┌──
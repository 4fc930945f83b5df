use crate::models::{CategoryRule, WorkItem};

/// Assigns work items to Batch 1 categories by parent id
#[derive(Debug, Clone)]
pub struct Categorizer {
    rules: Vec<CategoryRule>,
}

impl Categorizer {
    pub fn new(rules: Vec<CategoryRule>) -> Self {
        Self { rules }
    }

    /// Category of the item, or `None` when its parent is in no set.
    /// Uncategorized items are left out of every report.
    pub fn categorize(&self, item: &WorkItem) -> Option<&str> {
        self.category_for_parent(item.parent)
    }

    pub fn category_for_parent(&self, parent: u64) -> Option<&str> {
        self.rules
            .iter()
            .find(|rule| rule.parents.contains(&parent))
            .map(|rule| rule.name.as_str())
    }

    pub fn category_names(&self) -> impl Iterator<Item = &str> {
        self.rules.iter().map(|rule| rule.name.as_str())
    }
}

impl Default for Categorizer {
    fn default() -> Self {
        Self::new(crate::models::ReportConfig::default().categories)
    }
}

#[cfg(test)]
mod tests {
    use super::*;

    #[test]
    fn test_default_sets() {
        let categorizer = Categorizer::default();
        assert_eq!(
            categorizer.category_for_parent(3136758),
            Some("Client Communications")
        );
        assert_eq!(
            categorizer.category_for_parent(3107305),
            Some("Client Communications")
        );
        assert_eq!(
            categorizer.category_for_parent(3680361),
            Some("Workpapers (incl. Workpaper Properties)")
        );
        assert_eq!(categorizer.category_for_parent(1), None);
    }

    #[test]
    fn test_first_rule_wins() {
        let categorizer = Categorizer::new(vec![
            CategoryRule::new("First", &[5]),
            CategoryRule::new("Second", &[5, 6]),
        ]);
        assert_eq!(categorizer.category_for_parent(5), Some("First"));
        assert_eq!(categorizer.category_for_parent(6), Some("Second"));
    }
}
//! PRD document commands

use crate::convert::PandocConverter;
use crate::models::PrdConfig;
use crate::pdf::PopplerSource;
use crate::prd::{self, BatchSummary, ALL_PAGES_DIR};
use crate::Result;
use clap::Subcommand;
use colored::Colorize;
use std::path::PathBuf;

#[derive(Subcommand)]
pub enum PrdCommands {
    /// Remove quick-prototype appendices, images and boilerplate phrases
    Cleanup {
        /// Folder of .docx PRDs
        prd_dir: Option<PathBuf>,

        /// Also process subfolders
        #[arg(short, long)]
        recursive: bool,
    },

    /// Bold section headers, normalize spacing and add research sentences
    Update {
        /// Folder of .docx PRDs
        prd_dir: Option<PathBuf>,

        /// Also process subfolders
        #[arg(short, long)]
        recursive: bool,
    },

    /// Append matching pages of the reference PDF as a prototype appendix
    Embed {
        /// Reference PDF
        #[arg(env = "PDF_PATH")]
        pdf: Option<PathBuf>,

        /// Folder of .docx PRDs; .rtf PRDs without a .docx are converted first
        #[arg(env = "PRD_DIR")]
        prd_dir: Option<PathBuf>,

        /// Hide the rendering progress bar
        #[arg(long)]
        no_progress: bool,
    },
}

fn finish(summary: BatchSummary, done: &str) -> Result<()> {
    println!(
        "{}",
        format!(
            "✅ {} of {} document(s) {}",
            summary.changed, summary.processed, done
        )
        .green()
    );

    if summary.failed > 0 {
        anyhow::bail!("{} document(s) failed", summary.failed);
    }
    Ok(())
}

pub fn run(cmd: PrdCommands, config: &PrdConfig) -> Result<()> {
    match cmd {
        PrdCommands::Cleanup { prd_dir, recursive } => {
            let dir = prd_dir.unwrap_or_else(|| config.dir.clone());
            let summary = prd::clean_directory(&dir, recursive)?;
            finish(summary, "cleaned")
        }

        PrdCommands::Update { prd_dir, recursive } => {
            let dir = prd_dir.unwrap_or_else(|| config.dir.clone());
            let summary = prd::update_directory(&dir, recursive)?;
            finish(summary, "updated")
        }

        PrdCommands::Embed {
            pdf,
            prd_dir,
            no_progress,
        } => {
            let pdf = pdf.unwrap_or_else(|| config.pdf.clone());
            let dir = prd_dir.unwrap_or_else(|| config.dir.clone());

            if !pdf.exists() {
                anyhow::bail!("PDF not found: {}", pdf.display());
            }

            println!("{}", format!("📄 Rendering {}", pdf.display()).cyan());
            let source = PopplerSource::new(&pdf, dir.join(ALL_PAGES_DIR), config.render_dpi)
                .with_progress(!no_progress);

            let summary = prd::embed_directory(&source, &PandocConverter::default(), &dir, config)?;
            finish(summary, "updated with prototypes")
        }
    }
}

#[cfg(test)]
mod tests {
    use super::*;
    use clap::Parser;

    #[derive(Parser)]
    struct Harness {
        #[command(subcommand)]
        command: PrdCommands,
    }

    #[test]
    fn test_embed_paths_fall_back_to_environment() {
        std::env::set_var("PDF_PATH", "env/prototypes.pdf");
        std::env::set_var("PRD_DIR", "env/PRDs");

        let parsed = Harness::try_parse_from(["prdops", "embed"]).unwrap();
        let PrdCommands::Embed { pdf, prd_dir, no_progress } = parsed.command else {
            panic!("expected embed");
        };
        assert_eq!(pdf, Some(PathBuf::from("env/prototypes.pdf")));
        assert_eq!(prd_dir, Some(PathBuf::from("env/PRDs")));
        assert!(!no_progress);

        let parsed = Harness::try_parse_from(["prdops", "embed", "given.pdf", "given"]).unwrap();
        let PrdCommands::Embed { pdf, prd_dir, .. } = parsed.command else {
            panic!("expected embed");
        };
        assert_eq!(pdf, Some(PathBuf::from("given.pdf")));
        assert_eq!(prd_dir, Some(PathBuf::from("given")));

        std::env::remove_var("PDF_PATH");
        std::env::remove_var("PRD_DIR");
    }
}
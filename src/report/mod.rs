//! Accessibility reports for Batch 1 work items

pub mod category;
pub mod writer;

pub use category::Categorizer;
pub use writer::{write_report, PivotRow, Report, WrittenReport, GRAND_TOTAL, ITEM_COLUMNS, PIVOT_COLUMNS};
└──
### Task goal
Whatever appears in the listing should be copied exactly and completely.

### Response area
repository 4fc930945f83b5df
use crate::models::{CategoryRule, WorkItem};

/// Assigns work items to Batch 1 categories by parent id
#[derive(Debug, Clone)]
pub struct Categorizer {
    rules: Vec<CategoryRule>,
}

impl Categorizer {
    pub fn new(rules: Vec<CategoryRule>) -> Self {
        Self { rules }
    }

    /// Category of the item, or `None` when its parent is in no set.
    /// Uncategorized items are left out of every report.
    pub fn categorize(&self, item: &WorkItem) -> Option<&str> {
        self.category_for_parent(item.parent)
    }

    pub fn category_for_parent(&self, parent: u64) -> Option<&str> {
        self.rules
            .iter()
            .find(|rule| rule.parents.contains(&parent))
            .map(|rule| rule.name.as_str())
    }

    pub fn category_names(&self) -> impl Iterator<Item = &str> {
        self.rules.iter().map(|rule| rule.name.as_str())
    }
}

impl Default for Categorizer {
    fn default() -> Self {
        Self::new(crate::models::ReportConfig::default().categories)
    }
}

#[cfg(test)]
mod tests {
    use super::*;

    #[test]
    fn test_default_sets() {
        let categorizer = Categorizer::default();
        assert_eq!(
            categorizer.category_for_parent(3136758),
            Some("Client Communications")
        );
        assert_eq!(
            categorizer.category_for_parent(3107305),
            Some("Client Communications")
        );
        assert_eq!(
            categorizer.category_for_parent(3680361),
            Some("Workpapers (incl. Workpaper Properties)")
        );
        assert_eq!(categorizer.category_for_parent(1), None);
    }

    #[test]
    fn test_first_rule_wins() {
        let categorizer = Categorizer::new(vec![
            CategoryRule::new("First", &[5]),
            CategoryRule::new("Second", &[5, 6]),
        ]);
        assert_eq!(categorizer.category_for_parent(5), Some("First"));
        assert_eq!(categorizer.category_for_parent(6), Some("Second"));
    }
}
//! PRD document commands

use crate::convert::PandocConverter;
use crate::models::PrdConfig;
use crate::pdf::PopplerSource;
use crate::prd::{self, BatchSummary, ALL_PAGES_DIR};
use crate::Result;
use clap::Subcommand;
use colored::Colorize;
use std::path::PathBuf;

#[derive(Subcommand)]
pub enum PrdCommands {
    /// Remove quick-prototype appendices, images and boilerplate phrases
    Cleanup {
        /// Folder of .docx PRDs
        prd_dir: Option<PathBuf>,

        /// Also process subfolders
        #[arg(short, long)]
        recursive: bool,
    },

    /// Bold section headers, normalize spacing and add research sentences
    Update {
        /// Folder of .docx PRDs
        prd_dir: Option<PathBuf>,

        /// Also process subfolders
        #[arg(short, long)]
        recursive: bool,
    },

    /// Append matching pages of the reference PDF as a prototype appendix
    Embed {
        /// Reference PDF
        #[arg(env = "PDF_PATH")]
        pdf: Option<PathBuf>,

        /// Folder of .docx PRDs; .rtf PRDs without a .docx are converted first
        #[arg(env = "PRD_DIR")]
        prd_dir: Option<PathBuf>,

        /// Hide the rendering progress bar
        #[arg(long)]
        no_progress: bool,
    },
}

fn finish(summary: BatchSummary, done: &str) -> Result<()> {
    println!(
        "{}",
        format!(
            "✅ {} of {} document(s) {}",
            summary.changed, summary.processed, done
        )
        .green()
    );

    if summary.failed > 0 {
        anyhow::bail!("{} document(s) failed", summary.failed);
    }
    Ok(())
}

pub fn run(cmd: PrdCommands, config: &PrdConfig) -> Result<()> {
    match cmd {
        PrdCommands::Cleanup { prd_dir, recursive } => {
            let dir = prd_dir.unwrap_or_else(|| config.dir.clone());
            let summary = prd::clean_directory(&dir, recursive)?;
            finish(summary, "cleaned")
        }

        PrdCommands::Update { prd_dir, recursive } => {
            let dir = prd_dir.unwrap_or_else(|| config.dir.clone());
            let summary = prd::update_directory(&dir, recursive)?;
            finish(summary, "updated")
        }

        PrdCommands::Embed {
            pdf,
            prd_dir,
            no_progress,
        } => {
            let pdf = pdf.unwrap_or_else(|| config.pdf.clone());
            let dir = prd_dir.unwrap_or_else(|| config.dir.clone());

            if !pdf.exists() {
                anyhow::bail!("PDF not found: {}", pdf.display());
            }

            println!("{}", format!("📄 Rendering {}", pdf.display()).cyan());
            let source = PopplerSource::new(&pdf, dir.join(ALL_PAGES_DIR), config.render_dpi)
                .with_progress(!no_progress);

            let summary = prd::embed_directory(&source, &PandocConverter::default(), &dir, config)?;
            finish(summary, "updated with prototypes")
        }
    }
}

#[cfg(test)]
mod tests {
    use super::*;
    use clap::Parser;

    #[derive(Parser)]
    struct Harness {
        #[command(subcommand)]
        command: PrdCommands,
    }

    #[test]
    fn test_embed_paths_fall_back_to_environment() {
        std::env::set_var("PDF_PATH", "env/prototypes.pdf");
        std::env::set_var("PRD_DIR", "env/PRDs");

        let parsed = Harness::try_parse_from(["prdops", "embed"]).unwrap();
        let PrdCommands::Embed { pdf, prd_dir, no_progress } = parsed.command else {
            panic!("expected embed");
        };
        assert_eq!(pdf, Some(PathBuf::from("env/prototypes.pdf")));
        assert_eq!(prd_dir, Some(PathBuf::from("env/PRDs")));
        assert!(!no_progress);

        let parsed = Harness::try_parse_from(["prdops", "embed", "given.pdf", "given"]).unwrap();
        let PrdCommands::Embed { pdf, prd_dir, .. } = parsed.command else {
            panic!("expected embed");
        };
        assert_eq!(pdf, Some(PathBuf::from("given.pdf")));
        assert_eq!(prd_dir, Some(PathBuf::from("given")));

        std::env::remove_var("PDF_PATH");
        std::env::remove_var("PRD_DIR");
    }
}
filename src/report/mod.rs
//! Accessibility reports for Batch 1 work items

pub mod category;
pub mod writer;

pub use category::Categorizer;
pub use writer::{write_report, PivotRow, Report, WrittenReport, GRAND_TOTAL, ITEM_COLUMNS, PIVOT_COLUMNS};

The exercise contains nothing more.